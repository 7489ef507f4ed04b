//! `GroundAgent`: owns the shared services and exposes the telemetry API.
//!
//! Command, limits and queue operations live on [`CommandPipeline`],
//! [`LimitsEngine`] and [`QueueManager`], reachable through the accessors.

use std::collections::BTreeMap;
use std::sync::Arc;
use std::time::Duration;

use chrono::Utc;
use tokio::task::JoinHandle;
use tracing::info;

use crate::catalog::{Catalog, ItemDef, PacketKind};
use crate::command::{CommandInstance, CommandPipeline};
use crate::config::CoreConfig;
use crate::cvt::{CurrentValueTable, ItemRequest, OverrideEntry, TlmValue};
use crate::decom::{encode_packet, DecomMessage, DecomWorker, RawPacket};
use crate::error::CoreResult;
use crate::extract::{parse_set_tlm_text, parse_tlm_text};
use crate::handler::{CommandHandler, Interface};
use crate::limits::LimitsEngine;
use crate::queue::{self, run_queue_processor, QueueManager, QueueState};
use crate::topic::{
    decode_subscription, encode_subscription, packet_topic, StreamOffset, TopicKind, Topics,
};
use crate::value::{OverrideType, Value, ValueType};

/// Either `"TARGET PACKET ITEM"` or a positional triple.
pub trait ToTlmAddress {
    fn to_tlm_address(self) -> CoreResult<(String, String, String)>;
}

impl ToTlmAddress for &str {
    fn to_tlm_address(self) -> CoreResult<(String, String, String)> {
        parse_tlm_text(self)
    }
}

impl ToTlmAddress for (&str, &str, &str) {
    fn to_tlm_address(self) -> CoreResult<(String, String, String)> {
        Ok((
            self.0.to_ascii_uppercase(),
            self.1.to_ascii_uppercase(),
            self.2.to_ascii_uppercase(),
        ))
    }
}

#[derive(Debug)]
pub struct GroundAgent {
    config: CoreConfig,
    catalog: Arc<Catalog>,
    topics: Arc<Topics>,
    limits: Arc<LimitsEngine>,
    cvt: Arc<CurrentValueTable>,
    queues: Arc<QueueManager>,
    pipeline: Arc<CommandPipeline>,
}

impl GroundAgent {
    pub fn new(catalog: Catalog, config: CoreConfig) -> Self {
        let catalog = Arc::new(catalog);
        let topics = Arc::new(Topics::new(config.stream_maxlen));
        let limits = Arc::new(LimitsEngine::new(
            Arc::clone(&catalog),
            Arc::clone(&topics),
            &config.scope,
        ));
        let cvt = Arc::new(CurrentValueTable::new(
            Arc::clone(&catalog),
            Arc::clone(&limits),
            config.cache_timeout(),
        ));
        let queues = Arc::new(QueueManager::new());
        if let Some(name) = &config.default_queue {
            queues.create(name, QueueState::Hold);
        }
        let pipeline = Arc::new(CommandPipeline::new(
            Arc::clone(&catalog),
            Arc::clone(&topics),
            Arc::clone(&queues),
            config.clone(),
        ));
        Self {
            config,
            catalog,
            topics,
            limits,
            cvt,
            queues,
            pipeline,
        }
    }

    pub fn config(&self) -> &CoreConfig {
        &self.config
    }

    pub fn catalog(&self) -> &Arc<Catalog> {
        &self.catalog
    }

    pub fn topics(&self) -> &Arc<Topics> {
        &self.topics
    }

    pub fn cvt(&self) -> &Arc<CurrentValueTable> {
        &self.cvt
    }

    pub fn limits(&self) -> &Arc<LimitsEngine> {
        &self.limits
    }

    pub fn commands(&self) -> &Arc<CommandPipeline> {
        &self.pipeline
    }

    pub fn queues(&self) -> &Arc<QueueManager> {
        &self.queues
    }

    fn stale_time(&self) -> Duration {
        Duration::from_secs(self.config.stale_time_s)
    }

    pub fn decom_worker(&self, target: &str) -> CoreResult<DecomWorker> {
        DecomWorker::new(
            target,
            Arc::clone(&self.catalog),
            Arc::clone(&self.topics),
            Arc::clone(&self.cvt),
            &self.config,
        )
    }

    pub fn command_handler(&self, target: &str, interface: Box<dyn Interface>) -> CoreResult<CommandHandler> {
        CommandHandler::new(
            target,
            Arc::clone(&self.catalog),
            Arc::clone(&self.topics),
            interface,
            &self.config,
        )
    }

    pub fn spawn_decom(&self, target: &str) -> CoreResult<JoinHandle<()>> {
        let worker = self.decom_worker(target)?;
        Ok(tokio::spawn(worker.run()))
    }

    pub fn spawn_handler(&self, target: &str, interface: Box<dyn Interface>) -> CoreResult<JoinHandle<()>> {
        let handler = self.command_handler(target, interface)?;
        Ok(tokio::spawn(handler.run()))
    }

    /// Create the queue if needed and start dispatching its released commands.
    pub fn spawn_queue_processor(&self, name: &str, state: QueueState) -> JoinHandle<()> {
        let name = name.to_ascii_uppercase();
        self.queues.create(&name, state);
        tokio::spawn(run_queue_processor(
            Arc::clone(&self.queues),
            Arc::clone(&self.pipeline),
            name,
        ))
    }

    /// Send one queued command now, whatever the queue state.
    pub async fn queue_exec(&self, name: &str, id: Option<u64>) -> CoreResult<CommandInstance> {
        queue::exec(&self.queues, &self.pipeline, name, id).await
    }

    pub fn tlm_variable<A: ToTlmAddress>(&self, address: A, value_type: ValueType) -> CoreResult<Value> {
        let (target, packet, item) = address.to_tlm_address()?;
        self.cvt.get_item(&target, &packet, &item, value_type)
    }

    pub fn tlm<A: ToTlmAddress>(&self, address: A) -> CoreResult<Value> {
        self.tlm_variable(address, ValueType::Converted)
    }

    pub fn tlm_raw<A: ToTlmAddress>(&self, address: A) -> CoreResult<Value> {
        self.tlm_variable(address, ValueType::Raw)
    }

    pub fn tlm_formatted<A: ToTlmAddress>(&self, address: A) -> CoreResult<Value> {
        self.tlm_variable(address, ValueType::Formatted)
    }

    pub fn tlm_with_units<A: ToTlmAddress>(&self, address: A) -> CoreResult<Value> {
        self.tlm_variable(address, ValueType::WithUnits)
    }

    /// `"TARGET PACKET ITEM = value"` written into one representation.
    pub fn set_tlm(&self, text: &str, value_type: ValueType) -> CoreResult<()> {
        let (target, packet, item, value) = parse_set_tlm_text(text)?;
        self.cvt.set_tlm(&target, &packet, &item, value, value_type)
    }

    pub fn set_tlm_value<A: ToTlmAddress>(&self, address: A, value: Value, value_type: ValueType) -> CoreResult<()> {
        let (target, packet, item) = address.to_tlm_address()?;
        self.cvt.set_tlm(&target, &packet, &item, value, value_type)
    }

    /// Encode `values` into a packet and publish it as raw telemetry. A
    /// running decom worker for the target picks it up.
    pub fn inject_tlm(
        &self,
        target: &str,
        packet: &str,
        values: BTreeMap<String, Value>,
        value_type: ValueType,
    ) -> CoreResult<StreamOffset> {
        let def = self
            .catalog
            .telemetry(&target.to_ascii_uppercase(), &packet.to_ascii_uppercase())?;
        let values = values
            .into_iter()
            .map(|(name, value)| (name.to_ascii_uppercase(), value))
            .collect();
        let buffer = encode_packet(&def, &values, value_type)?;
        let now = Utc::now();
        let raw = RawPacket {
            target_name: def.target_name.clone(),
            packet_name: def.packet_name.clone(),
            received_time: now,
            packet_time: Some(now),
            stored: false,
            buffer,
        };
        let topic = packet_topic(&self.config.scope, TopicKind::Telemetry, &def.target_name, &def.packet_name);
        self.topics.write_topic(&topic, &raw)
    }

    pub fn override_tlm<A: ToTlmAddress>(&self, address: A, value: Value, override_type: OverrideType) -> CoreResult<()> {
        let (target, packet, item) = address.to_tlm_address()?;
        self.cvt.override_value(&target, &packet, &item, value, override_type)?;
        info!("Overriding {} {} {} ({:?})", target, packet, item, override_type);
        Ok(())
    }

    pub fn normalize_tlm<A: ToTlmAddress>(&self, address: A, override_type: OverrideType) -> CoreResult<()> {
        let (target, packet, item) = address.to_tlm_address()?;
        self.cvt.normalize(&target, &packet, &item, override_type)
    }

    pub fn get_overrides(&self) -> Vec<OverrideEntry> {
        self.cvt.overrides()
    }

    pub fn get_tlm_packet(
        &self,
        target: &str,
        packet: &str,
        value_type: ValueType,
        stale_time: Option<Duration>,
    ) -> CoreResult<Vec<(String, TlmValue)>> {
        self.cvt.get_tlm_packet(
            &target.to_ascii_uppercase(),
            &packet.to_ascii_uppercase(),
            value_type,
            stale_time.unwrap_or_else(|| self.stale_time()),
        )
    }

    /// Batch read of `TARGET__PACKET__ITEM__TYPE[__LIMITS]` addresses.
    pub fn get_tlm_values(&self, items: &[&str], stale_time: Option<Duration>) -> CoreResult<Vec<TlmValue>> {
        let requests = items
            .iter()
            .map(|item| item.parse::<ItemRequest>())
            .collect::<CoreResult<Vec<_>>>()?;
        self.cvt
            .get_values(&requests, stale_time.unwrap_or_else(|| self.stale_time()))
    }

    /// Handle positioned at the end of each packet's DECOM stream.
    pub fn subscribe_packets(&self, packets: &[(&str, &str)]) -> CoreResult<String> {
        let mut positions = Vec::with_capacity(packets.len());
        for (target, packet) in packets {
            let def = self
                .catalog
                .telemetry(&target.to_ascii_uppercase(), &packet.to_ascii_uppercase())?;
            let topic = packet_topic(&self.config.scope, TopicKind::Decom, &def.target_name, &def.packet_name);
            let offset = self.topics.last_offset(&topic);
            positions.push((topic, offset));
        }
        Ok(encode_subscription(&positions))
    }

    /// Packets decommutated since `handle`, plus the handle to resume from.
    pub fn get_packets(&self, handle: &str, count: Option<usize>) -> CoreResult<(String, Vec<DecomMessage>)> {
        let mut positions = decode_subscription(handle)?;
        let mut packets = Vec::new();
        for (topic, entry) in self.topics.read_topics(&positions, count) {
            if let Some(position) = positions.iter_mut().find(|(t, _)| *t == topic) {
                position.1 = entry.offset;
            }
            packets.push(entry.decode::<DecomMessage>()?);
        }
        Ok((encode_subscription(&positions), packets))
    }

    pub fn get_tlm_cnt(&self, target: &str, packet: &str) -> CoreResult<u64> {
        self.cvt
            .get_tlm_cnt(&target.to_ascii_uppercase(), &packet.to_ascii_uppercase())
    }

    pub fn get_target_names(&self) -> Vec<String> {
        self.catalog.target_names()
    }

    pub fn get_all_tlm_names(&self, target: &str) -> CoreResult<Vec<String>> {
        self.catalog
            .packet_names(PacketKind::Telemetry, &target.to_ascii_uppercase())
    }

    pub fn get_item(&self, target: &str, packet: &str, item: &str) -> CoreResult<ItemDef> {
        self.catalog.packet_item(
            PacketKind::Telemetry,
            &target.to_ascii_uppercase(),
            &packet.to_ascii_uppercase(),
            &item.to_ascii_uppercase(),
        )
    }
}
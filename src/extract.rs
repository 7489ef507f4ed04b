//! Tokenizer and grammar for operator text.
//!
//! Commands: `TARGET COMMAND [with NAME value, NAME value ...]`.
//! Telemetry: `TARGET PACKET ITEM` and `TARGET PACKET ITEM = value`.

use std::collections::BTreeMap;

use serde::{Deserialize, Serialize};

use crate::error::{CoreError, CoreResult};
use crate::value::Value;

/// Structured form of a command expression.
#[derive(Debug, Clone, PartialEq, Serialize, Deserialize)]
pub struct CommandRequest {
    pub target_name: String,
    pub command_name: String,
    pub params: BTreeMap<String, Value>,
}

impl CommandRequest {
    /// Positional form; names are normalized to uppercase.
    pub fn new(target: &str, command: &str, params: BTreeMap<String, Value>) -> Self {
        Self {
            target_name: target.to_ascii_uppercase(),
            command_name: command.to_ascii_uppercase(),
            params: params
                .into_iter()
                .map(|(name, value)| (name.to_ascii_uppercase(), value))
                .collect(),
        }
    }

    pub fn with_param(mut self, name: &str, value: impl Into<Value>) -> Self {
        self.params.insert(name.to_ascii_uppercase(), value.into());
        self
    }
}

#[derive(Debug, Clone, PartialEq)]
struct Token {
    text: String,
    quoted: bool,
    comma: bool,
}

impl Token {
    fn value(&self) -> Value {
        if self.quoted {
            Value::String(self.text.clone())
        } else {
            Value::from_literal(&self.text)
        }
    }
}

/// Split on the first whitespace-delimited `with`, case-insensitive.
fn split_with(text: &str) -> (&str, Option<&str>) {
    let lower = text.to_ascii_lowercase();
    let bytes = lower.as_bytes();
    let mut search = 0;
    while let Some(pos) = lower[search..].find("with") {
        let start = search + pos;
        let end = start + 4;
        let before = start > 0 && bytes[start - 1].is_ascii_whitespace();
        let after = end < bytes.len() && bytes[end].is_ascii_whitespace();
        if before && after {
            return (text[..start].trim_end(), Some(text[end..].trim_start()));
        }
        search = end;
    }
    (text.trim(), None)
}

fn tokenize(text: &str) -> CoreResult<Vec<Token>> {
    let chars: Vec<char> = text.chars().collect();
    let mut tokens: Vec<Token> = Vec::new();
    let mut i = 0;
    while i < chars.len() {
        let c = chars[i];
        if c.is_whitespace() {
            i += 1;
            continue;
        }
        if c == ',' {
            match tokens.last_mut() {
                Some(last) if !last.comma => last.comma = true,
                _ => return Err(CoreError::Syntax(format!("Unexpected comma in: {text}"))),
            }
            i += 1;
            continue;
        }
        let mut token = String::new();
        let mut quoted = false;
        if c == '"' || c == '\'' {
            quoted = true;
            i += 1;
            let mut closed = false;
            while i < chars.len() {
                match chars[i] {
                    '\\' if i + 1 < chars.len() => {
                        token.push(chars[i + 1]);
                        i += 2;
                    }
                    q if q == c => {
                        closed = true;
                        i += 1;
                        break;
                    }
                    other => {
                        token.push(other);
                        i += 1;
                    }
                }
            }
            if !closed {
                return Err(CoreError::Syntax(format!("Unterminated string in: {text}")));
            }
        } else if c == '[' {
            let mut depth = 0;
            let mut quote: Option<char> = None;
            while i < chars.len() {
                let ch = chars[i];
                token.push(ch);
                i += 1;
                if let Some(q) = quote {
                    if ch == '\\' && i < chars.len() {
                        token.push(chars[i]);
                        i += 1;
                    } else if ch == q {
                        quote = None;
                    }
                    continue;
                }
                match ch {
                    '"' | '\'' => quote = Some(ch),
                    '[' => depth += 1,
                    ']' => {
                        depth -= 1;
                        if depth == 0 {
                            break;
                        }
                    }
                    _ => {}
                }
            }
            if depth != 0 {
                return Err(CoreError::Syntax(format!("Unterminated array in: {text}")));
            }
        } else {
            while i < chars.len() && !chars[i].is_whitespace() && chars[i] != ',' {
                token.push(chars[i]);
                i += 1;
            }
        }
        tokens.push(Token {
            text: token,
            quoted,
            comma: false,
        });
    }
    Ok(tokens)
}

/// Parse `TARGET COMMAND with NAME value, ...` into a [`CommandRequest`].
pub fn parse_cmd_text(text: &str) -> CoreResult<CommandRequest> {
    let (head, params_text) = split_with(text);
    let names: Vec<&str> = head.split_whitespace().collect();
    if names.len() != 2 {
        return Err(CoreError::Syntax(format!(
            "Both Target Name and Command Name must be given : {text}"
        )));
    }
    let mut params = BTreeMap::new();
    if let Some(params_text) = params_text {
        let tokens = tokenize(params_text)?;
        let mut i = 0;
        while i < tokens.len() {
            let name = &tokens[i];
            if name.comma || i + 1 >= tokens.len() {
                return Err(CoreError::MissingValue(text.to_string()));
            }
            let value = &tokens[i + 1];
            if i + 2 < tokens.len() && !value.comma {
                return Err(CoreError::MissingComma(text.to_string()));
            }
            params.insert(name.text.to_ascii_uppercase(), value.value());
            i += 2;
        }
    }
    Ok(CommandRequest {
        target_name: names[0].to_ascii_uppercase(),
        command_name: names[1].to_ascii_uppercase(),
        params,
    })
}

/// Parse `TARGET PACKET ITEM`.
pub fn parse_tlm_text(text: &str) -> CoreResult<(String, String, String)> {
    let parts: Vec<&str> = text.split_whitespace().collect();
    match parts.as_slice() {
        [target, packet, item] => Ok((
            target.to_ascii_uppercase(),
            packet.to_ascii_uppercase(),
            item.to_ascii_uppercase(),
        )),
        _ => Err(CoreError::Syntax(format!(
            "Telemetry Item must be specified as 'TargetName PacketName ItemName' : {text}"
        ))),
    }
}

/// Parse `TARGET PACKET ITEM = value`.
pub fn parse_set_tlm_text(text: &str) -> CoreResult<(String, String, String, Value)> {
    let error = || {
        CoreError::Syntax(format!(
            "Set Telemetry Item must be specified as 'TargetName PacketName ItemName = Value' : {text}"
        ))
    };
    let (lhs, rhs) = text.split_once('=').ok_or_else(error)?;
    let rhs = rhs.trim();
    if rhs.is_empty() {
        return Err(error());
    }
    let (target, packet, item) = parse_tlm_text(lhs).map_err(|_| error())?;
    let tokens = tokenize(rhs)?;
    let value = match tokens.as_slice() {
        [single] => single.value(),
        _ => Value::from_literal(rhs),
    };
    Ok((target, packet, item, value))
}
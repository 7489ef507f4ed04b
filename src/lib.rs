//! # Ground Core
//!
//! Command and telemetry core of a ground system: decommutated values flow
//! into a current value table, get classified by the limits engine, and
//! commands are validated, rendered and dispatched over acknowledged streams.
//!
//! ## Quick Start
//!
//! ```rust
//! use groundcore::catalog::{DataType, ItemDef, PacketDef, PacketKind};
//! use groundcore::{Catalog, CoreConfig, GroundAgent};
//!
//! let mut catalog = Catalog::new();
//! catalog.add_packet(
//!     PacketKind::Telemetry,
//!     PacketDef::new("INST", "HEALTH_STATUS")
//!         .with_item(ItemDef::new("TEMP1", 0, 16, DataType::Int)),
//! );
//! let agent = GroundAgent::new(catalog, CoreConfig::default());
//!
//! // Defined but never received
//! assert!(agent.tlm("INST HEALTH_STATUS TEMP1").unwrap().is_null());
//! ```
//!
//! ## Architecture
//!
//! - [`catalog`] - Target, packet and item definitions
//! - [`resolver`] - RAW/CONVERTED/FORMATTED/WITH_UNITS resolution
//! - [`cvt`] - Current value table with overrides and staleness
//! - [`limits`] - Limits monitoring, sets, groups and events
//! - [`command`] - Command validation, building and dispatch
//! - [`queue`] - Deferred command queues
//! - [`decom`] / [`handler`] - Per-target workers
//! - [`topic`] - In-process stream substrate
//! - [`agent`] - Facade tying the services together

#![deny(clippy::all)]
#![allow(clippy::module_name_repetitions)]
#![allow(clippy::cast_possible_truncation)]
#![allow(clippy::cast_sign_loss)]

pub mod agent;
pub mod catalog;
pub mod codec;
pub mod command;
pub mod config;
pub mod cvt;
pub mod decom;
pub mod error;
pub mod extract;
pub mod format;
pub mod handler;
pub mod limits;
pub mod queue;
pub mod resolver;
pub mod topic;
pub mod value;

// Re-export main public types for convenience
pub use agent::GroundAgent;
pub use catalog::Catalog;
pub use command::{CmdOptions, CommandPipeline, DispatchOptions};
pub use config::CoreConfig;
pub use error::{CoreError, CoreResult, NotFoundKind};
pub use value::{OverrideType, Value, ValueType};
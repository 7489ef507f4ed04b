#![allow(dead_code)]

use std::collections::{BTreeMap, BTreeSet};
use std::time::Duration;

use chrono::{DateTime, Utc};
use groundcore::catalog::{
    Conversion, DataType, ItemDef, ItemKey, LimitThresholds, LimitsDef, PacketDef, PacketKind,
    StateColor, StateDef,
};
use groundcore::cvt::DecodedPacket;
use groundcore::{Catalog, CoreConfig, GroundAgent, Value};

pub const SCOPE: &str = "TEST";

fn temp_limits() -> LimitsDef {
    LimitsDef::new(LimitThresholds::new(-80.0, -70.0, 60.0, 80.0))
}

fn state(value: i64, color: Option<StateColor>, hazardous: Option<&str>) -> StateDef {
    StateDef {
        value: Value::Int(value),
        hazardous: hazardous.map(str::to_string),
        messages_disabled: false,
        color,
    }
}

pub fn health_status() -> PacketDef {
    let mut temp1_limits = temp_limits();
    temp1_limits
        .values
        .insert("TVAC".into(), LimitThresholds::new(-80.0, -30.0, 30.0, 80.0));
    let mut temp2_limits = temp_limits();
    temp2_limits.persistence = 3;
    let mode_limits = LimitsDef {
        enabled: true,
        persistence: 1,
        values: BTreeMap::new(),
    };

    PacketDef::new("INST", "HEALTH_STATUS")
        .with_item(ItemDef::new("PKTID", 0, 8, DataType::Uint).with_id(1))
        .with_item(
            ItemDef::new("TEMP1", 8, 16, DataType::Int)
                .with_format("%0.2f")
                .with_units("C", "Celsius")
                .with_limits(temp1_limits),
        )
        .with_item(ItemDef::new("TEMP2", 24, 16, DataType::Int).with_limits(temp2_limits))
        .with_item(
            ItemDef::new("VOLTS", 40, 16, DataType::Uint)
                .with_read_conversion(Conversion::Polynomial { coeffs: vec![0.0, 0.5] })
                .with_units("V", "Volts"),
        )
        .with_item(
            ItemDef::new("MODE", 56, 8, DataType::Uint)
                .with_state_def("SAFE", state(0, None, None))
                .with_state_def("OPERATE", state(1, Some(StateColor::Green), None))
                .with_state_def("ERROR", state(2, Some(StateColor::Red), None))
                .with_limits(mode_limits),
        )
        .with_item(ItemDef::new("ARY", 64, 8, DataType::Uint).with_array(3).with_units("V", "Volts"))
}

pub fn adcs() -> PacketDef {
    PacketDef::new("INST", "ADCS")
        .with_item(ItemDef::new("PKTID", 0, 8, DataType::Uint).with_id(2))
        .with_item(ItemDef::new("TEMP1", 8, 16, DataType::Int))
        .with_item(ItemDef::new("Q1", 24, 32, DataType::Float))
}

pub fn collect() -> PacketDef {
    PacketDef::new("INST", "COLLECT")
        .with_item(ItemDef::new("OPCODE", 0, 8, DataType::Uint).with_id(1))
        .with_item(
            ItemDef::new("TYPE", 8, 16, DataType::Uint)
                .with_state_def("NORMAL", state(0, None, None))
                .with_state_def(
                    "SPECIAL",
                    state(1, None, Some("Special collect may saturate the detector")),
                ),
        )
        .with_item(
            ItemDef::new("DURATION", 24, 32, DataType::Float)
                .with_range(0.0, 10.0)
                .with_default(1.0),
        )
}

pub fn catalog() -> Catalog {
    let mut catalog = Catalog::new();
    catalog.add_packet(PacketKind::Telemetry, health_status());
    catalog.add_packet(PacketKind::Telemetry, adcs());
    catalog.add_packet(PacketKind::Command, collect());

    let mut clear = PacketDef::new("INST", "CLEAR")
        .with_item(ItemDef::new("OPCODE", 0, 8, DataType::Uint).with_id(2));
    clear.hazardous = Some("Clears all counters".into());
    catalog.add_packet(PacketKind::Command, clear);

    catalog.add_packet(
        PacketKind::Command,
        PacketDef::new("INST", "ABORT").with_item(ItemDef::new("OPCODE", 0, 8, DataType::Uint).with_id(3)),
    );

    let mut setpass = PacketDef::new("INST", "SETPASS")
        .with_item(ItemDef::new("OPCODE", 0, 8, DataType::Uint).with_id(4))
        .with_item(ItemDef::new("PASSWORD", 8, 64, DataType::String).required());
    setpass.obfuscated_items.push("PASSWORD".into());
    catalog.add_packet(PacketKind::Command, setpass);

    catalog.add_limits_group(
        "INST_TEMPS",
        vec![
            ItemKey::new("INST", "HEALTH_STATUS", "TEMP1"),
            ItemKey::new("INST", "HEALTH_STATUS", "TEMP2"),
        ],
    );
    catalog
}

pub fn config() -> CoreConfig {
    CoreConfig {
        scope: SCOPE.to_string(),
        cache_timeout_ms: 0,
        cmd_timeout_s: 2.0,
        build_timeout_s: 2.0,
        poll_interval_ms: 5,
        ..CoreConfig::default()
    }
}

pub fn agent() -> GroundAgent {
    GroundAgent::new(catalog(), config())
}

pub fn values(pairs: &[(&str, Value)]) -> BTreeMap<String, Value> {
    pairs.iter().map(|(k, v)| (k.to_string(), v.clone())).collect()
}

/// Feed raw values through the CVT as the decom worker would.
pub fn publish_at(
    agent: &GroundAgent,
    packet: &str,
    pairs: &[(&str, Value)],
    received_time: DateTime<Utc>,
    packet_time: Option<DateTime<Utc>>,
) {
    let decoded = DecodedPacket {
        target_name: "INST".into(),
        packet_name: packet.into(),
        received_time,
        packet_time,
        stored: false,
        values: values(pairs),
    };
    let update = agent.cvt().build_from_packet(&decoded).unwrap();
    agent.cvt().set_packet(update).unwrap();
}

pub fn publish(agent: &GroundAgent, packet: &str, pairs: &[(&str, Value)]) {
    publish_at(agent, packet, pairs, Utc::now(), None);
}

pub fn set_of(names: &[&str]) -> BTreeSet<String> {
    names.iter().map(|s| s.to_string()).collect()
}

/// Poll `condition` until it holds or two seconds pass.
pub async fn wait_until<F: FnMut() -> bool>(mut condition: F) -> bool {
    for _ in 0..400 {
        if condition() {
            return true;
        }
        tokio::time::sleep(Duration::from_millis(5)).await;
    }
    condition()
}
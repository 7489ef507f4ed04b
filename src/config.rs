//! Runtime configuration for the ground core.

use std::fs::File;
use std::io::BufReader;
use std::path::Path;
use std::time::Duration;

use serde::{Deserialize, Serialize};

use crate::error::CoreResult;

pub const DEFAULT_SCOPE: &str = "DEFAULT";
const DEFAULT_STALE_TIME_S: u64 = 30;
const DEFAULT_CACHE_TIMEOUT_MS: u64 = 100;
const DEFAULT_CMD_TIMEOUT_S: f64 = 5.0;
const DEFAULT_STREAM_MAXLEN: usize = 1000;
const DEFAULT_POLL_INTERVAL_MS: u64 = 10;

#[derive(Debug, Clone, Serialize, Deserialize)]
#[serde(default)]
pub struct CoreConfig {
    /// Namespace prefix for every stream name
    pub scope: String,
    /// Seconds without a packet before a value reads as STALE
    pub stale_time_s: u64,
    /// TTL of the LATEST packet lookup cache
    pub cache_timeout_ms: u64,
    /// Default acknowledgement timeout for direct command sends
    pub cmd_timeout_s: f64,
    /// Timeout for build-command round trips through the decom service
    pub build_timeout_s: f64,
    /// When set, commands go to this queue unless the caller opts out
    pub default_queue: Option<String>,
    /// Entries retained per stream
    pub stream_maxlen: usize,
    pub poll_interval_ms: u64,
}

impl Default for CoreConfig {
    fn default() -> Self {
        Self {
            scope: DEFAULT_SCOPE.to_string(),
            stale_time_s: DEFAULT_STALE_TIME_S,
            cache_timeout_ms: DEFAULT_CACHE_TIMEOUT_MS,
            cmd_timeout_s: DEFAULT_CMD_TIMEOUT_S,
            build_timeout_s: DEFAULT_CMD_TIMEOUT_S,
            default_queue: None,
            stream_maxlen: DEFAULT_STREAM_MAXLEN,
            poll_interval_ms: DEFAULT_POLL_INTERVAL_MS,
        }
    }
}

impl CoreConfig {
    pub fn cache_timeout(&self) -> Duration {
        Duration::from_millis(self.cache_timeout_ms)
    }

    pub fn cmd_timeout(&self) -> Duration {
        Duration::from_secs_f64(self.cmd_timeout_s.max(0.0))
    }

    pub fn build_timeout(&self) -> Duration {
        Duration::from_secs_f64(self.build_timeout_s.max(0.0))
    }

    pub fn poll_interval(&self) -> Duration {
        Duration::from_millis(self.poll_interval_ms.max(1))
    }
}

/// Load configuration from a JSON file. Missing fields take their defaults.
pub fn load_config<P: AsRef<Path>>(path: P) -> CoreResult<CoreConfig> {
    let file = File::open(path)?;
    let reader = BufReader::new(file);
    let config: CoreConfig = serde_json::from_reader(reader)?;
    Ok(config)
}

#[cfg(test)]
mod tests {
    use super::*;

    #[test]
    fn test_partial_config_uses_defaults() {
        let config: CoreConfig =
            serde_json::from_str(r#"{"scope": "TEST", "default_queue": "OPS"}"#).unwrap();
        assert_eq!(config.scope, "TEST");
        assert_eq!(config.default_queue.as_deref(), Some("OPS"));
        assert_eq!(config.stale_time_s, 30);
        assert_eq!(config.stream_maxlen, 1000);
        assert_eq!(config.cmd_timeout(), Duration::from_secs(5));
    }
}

*Work instruction*. Which of the lines in the data hold the string "PacketDef"? Report each of them by copying it.

*Answer to the exercise*.
//! use groundcore::catalog::{DataType, ItemDef, PacketDef, PacketKind};
//!     PacketDef::new("INST", "HEALTH_STATUS")
    Conversion, DataType, ItemDef, ItemKey, LimitThresholds, LimitsDef, PacketDef, PacketKind,
pub fn health_status() -> PacketDef {
    PacketDef::new("INST", "HEALTH_STATUS")
pub fn adcs() -> PacketDef {
    PacketDef::new("INST", "ADCS")
pub fn collect() -> PacketDef {
    PacketDef::new("INST", "COLLECT")
    let mut clear = PacketDef::new("INST", "CLEAR")
        PacketDef::new("INST", "ABORT").with_item(ItemDef::new("OPCODE", 0, 8, DataType::Uint).with_id(3)),
    let mut setpass = PacketDef::new("INST", "SETPASS")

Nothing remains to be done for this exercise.